* DESCRIPTION OF THE TASK
In the records below, tally the lines that contain the word "target" and give only that number.
- - -
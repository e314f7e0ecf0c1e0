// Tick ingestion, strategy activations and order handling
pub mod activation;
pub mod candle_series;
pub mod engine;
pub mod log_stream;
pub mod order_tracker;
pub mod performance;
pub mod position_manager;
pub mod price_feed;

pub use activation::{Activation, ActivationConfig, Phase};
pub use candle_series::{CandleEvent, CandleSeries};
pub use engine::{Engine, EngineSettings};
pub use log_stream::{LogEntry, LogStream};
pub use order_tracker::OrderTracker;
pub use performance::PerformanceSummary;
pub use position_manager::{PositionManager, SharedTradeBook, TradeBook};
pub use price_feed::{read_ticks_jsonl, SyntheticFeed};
- - -
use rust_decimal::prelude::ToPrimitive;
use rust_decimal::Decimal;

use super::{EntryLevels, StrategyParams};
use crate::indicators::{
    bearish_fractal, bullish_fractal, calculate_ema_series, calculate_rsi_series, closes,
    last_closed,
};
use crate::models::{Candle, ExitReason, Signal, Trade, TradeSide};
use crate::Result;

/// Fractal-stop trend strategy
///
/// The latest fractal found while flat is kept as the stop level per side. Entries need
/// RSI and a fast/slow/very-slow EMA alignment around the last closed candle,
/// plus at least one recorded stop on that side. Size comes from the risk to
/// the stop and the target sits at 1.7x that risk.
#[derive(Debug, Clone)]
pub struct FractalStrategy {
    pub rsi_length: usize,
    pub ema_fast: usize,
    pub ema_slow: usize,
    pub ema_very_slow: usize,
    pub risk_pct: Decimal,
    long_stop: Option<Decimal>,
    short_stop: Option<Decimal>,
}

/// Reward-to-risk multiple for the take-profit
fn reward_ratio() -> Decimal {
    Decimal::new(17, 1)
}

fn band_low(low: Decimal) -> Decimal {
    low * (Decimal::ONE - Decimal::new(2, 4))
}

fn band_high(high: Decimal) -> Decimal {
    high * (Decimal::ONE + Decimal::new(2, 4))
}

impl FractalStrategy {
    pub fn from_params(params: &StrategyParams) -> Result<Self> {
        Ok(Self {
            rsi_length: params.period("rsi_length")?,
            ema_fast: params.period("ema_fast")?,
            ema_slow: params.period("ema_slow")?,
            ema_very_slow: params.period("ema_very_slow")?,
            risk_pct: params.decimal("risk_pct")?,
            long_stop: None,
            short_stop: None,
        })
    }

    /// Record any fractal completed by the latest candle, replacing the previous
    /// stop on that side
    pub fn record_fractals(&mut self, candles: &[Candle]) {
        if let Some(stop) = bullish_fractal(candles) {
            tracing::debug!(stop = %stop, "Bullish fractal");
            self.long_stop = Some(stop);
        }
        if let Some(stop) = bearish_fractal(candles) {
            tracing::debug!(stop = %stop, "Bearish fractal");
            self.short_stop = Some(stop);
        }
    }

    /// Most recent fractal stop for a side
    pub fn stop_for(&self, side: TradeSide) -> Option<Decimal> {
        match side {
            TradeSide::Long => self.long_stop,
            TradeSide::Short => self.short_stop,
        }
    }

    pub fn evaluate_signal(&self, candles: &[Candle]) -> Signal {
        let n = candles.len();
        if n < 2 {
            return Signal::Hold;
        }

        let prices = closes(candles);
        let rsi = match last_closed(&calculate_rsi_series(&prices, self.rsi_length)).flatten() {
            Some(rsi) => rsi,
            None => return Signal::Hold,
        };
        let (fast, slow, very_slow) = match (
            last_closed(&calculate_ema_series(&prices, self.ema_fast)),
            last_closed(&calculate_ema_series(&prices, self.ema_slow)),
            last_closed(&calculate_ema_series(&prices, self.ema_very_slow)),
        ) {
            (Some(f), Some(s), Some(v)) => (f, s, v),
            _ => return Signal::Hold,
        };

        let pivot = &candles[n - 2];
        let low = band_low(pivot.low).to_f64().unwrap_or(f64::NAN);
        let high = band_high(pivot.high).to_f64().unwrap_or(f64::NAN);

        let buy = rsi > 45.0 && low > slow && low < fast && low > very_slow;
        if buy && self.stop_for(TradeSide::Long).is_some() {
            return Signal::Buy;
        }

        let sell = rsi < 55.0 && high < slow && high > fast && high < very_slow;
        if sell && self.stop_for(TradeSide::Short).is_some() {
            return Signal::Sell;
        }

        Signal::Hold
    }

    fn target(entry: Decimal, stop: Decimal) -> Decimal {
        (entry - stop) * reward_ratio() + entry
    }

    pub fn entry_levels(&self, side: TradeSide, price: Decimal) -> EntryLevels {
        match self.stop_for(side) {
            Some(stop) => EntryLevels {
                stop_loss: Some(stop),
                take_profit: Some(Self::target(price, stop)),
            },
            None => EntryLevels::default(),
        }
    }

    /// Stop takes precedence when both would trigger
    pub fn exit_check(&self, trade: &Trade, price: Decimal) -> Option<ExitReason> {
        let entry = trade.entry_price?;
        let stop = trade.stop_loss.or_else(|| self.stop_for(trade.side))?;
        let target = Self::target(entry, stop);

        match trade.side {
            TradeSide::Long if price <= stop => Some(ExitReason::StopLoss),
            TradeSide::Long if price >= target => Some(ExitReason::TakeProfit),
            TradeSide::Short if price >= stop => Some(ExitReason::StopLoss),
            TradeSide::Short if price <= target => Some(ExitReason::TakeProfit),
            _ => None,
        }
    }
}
- - -
* SOLUTION TO THIS PROBLEM
6